Why? I see what I like, and WHAM! Something goes off in my head insisting that I need it right this minute; that I'm entitled to it and pity the poor soul who tries to prevent me from having it.
While my compulsive tendencies will forever be part of my personality, thankfully I've found ways to quiet them.
Self-parenting. When tempted to give in to my impulsive desires, I ask myself if I'd accept this behavior from my children. Visualizing me having a temper tantrum is a disgusting image that brings me to my senses.
Slippery places. Shopping channels, compelling advertisements and mail-order catalogs are "slippery places" for me. Viewing these sets me up to fall flat on my face. If I stay away, I avoid temptation. When I have a specific need, I plan my route through the store, make my purchase and get out as quickly as possible. I've blocked shopping channels, and a trash can is close to the mailbox.
Make spending difficult. For me, carrying a credit card or checkbook is just too convenient and potentially lethal. Instead, I carry only enough cash to meet my anticipated needs for the day.

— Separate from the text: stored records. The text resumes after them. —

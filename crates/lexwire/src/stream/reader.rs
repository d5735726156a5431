//! Batch reader turning command batches back into session events.

use std::io::BufRead;
use std::rc::Rc;

use lexwire_config::{CodecConfig, CorruptionPolicy};
use serde_json::{Map, Value as Json};
use tracing::{debug, warn};

use super::command::{ColumnSpec, Command};
use crate::decoder::JsonDecoder;
use crate::error::{DecodeError, StreamError};
use crate::lexicon::Lexicon;
use crate::registry::Registry;
use crate::renderer::DecodeOptions;
use crate::value::Value;

/// A decoded command.
#[derive(Debug, Clone, PartialEq)]
pub enum Event {
    /// Session metadata.
    Metadata(Map<String, Json>),
    /// Section attributes, including `name`.
    Section(Value),
    /// Free text and its arguments.
    Text {
        /// Format string.
        format: Value,
        /// Arguments.
        args: Vec<Value>,
    },
    /// Column declarations for the rows that follow.
    TableHeader {
        /// Declared columns.
        columns: Vec<ColumnSpec>,
    },
    /// One table row.
    Row {
        /// Decoded cells.
        cells: Vec<Value>,
        /// Options renderers recorded while reconstructing the cells.
        options: DecodeOptions,
    },
    /// Progress report.
    Progress {
        /// Message template.
        message: String,
        /// Positional arguments.
        args: Vec<Json>,
        /// Keyword arguments.
        kwargs: Map<String, Json>,
    },
    /// Error report.
    Error(String),
}

/// Decodes command batches produced by a [`super::StreamWriter`].
///
/// Each batch installs its own lexicon; the identity cache lives for the
/// whole reader so objects repeated across batches resolve to one
/// instance. A compressing reader resolves every encoded argument through
/// the lexicon, so an id the batch's `l` table lacks is corruption.
#[derive(Debug)]
pub struct StreamReader {
    decoder: JsonDecoder,
    compression: bool,
    policy: CorruptionPolicy,
}

impl StreamReader {
    /// Creates a reader over a shared registry.
    #[must_use]
    pub fn new(registry: Rc<Registry>, config: &CodecConfig) -> Self {
        Self {
            decoder: JsonDecoder::new(registry, config.cache_capacity),
            compression: config.compression,
            policy: config.corruption_policy,
        }
    }

    /// The decoder backing this reader.
    #[must_use]
    pub const fn decoder(&self) -> &JsonDecoder {
        &self.decoder
    }

    /// Parses and decodes one serialised batch.
    ///
    /// # Errors
    ///
    /// Returns [`StreamError::Parse`] for invalid JSON and otherwise the
    /// errors of [`Self::read_batch`].
    pub fn read_str(&mut self, batch: &str) -> Result<Vec<Event>, StreamError> {
        let parsed: Json = serde_json::from_str(batch).map_err(StreamError::Parse)?;
        self.read_batch(parsed)
    }

    /// Decodes every non-blank line of `input` as one batch.
    ///
    /// # Errors
    ///
    /// Returns [`StreamError::Read`] when reading fails and otherwise the
    /// errors of [`Self::read_str`].
    pub fn read_lines<R: BufRead>(&mut self, input: R) -> Result<Vec<Event>, StreamError> {
        let mut events = Vec::new();
        for line in input.lines() {
            let batch = line.map_err(StreamError::read)?;
            if batch.trim().is_empty() {
                continue;
            }
            events.extend(self.read_str(&batch)?);
        }
        Ok(events)
    }

    /// Decodes one batch.
    ///
    /// # Errors
    ///
    /// Returns [`StreamError::MissingLexicon`] when the batch does not open
    /// with an `l` command, [`StreamError::MalformedCommand`] for commands
    /// of the wrong shape, and [`StreamError::Decode`] for a command that
    /// fails to decode under [`CorruptionPolicy::Abort`].
    pub fn read_batch(&mut self, batch: Json) -> Result<Vec<Event>, StreamError> {
        let Json::Array(commands) = batch else {
            return Err(StreamError::malformed_command(0, "batch must be a sequence"));
        };
        let mut commands = commands.into_iter().enumerate();
        let Some((_, first)) = commands.next() else {
            return Err(StreamError::MissingLexicon);
        };
        let Command::Lexicon(table) = Command::from_json(0, first)? else {
            return Err(StreamError::MissingLexicon);
        };
        let lexicon = Lexicon::from_json(table).map_err(|source| StreamError::Decode {
            index: 0,
            tag: "l".to_owned(),
            source,
        })?;
        self.decoder.set_lexicon(lexicon);

        let mut events = Vec::new();
        for (index, raw) in commands {
            let command = Command::from_json(index, raw)?;
            let tag = command.tag();
            match self.decode_command(command) {
                Ok(event) => events.push(event),
                Err(source) => match self.policy {
                    CorruptionPolicy::Abort => {
                        return Err(StreamError::Decode {
                            index,
                            tag: tag.to_owned(),
                            source,
                        });
                    }
                    CorruptionPolicy::Skip => {
                        warn!(index, tag, error = %source, "skipping undecodable command");
                    }
                },
            }
        }
        debug!(
            events = events.len(),
            compression = self.compression,
            "decoded command batch"
        );
        Ok(events)
    }

    fn decode_command(&mut self, command: Command) -> Result<Event, DecodeError> {
        let mut options = DecodeOptions::new();
        let event = match command {
            Command::Lexicon(_) => {
                return Err(DecodeError::malformed(
                    "lexicon command must open its batch",
                ));
            }
            Command::Metadata(metadata) => Event::Metadata(metadata),
            Command::Section(section) => {
                Event::Section(self.decode_value(&section, &mut options)?)
            }
            Command::Format { format, args } => Event::Text {
                format: self.decode_value(&format, &mut options)?,
                args: args
                    .iter()
                    .map(|arg| self.decode_value(arg, &mut options))
                    .collect::<Result<_, _>>()?,
            },
            Command::TableHeader(header) => Event::TableHeader {
                columns: header_columns(header)?,
            },
            Command::Row(raw_cells) => {
                let cells = raw_cells
                    .iter()
                    .map(|cell| self.decode_value(cell, &mut options))
                    .collect::<Result<_, _>>()?;
                Event::Row { cells, options }
            }
            Command::Progress {
                message,
                args,
                kwargs,
            } => Event::Progress {
                message,
                args,
                kwargs,
            },
            Command::Error(message) => Event::Error(message),
        };
        Ok(event)
    }

    fn decode_value(
        &mut self,
        value: &Json,
        options: &mut DecodeOptions,
    ) -> Result<Value, DecodeError> {
        if self.compression {
            self.decoder.decode_compressed(value, options)
        } else {
            self.decoder.decode(value, options)
        }
    }
}

fn header_columns(mut header: Map<String, Json>) -> Result<Vec<ColumnSpec>, DecodeError> {
    let columns = header.remove("columns").unwrap_or(Json::Array(Vec::new()));
    serde_json::from_value(columns)
        .map_err(|err| DecodeError::malformed(format!("invalid table header: {err}")))
}
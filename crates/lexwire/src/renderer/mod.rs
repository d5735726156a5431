//! The renderer contract: per-type encode and reconstruct logic.
//!
//! A renderer claims one or more type tags and turns matching items into a
//! state mapping on the way out, and turns a decoded state mapping back into
//! a value on the way in. The encoder stamps each state with the renderer's
//! name under [`TYPE_FIELD`] and the item's identity under [`ID_FIELD`]; the
//! decoder strips both again before calling [`ObjectRenderer::reconstruct`].

mod tree_node;

use serde_json::{Map, Value as Json};

use crate::error::DecodeError;
use crate::value::{Value, ValueMap};

pub use self::tree_node::{TreeNode, TreeNodeRenderer};

/// Field carrying the renderer name in an encoded state mapping.
pub const TYPE_FIELD: &str = "type";

/// Field carrying the stable identity in an encoded state mapping.
pub const ID_FIELD: &str = "id";

/// Reserved type name marking an encoded set.
pub const SET_TYPE: &str = "set";

/// Field holding the members of an encoded set.
pub const SET_DATA_FIELD: &str = "data";

/// Options a renderer may hand back to the caller while decoding.
pub type DecodeOptions = ValueMap;

/// Encode and reconstruct logic for one family of domain types.
pub trait ObjectRenderer {
    /// Stable name written to the `"type"` field.
    fn name(&self) -> &str;

    /// Type tags this renderer claims.
    fn renders_types(&self) -> &[&str];

    /// Identity cache key for an already-encoded state mapping.
    fn cache_key(&self, encoded: &Map<String, Json>) -> Option<String> {
        default_cache_key(encoded)
    }

    /// Produces the renderer-specific fields for `item`.
    ///
    /// Anything other than [`Value::Map`] is a renderer bug and fails the
    /// encode.
    fn get_state(&self, item: &Value) -> Value;

    /// Rebuilds a value from its decoded state.
    ///
    /// # Errors
    ///
    /// Returns a [`DecodeError`] when the state lacks fields the renderer
    /// needs.
    fn reconstruct(&self, state: ValueMap, options: &mut DecodeOptions)
    -> Result<Value, DecodeError>;
}

/// Reads the cache key from the `"id"` field of an encoded state.
#[must_use]
pub fn default_cache_key(encoded: &Map<String, Json>) -> Option<String> {
    encoded
        .get(ID_FIELD)
        .filter(|id| !id.is_null())
        .map(ToString::to_string)
}

#[cfg(test)]
mod tests;
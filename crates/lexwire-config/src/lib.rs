//! Shared configuration for `lexwire` encoder and decoder sessions.
//!
//! A [`CodecConfig`] collects the knobs a host sets once per session: whether
//! the encoder compresses values through the lexicon, how many reconstructed
//! objects the decoder's identity cache keeps, how progress updates are
//! throttled, and how the decoder reacts to a corrupt command. Every field
//! carries a default so a partial document deserialises cleanly.
//!
//! The crate also owns the `tracing` subscriber bootstrap in [`telemetry`] so
//! binaries embedding the codec configure logging from the same document.

pub mod defaults;
pub mod logging;
pub mod telemetry;

use std::num::NonZeroUsize;
use std::time::Duration;

use serde::{Deserialize, Serialize};
use strum::{Display, EnumString};

pub use self::logging::{LogFormat, LogFormatParseError};

/// Reaction of a stream reader to a command that fails to decode.
#[derive(
    Debug, Clone, Copy, Default, Deserialize, Serialize, PartialEq, Eq, EnumString, Display,
)]
#[serde(rename_all = "snake_case")]
#[strum(serialize_all = "snake_case", ascii_case_insensitive)]
pub enum CorruptionPolicy {
    /// Stop reading the batch and surface the error to the caller.
    #[default]
    Abort,
    /// Log the error, drop the offending command, and keep reading.
    Skip,
}

/// Session configuration shared by the stream writer and reader.
#[derive(Debug, Clone, Deserialize, Serialize, PartialEq, Eq)]
#[serde(default)]
pub struct CodecConfig {
    /// Compress encoded values through the per-buffer lexicon.
    pub compression: bool,
    /// Capacity of the decoder's identity cache.
    pub cache_capacity: NonZeroUsize,
    /// Minimum spacing between progress commands in milliseconds.
    pub progress_interval_ms: u64,
    /// Tool name advertised in the metadata command.
    pub tool_name: String,
    /// Handling of commands that fail to decode.
    pub corruption_policy: CorruptionPolicy,
    /// `tracing` filter expression.
    pub log_filter: String,
    /// Output format for log records.
    pub log_format: LogFormat,
}

impl Default for CodecConfig {
    fn default() -> Self {
        Self {
            compression: false,
            cache_capacity: defaults::default_cache_capacity(),
            progress_interval_ms: defaults::default_progress_interval_ms(),
            tool_name: defaults::default_tool_name(),
            corruption_policy: defaults::default_corruption_policy(),
            log_filter: defaults::default_log_filter(),
            log_format: defaults::default_log_format(),
        }
    }
}

impl CodecConfig {
    /// Returns a configuration with compression enabled.
    #[must_use]
    pub fn compressed() -> Self {
        Self {
            compression: true,
            ..Self::default()
        }
    }

    /// Progress throttling interval as a [`Duration`].
    #[must_use]
    pub const fn progress_interval(&self) -> Duration {
        Duration::from_millis(self.progress_interval_ms)
    }

    /// Filter expression applied to log records.
    #[must_use]
    pub fn log_filter(&self) -> &str {
        self.log_filter.as_str()
    }

    /// Format applied to log records.
    #[must_use]
    pub const fn log_format(&self) -> LogFormat {
        self.log_format
    }
}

This forces me to plan ahead and helps to avoid a compulsive purchase.
Self-talk. When confronted with temptation, I talk to myself. "If this wasn't on sale, would you still buy it?" (If the answer is no, and it usually is, I pass.) "Just go home and think about it." (I rarely return.) "Don't you already have something that will do just as well?" (I usually do.) "You don't have to buy this just because you can; no one really cares." (Reality check.)
The saving antidote. I've found that saving money is the best antidote for overspending. Saving money produces a similar euphoria brought on by spending. The difference is that saving never leaves feelings of remorse and guilt the way overspending does.
The root cause. The unrelenting desire to acquire things is often masking the real issues. Discovering that my compulsive tendencies were rooted in my need for approval allowed me to deal with that issue effectively.
If you suspect you have a problem with compulsive spending, go to www.DebtorsAnonymous.org and take the debt self-test. This site will help you find the kind of help you need to get a grip on your compulsive behaviors, freeing you to make the necessary changes.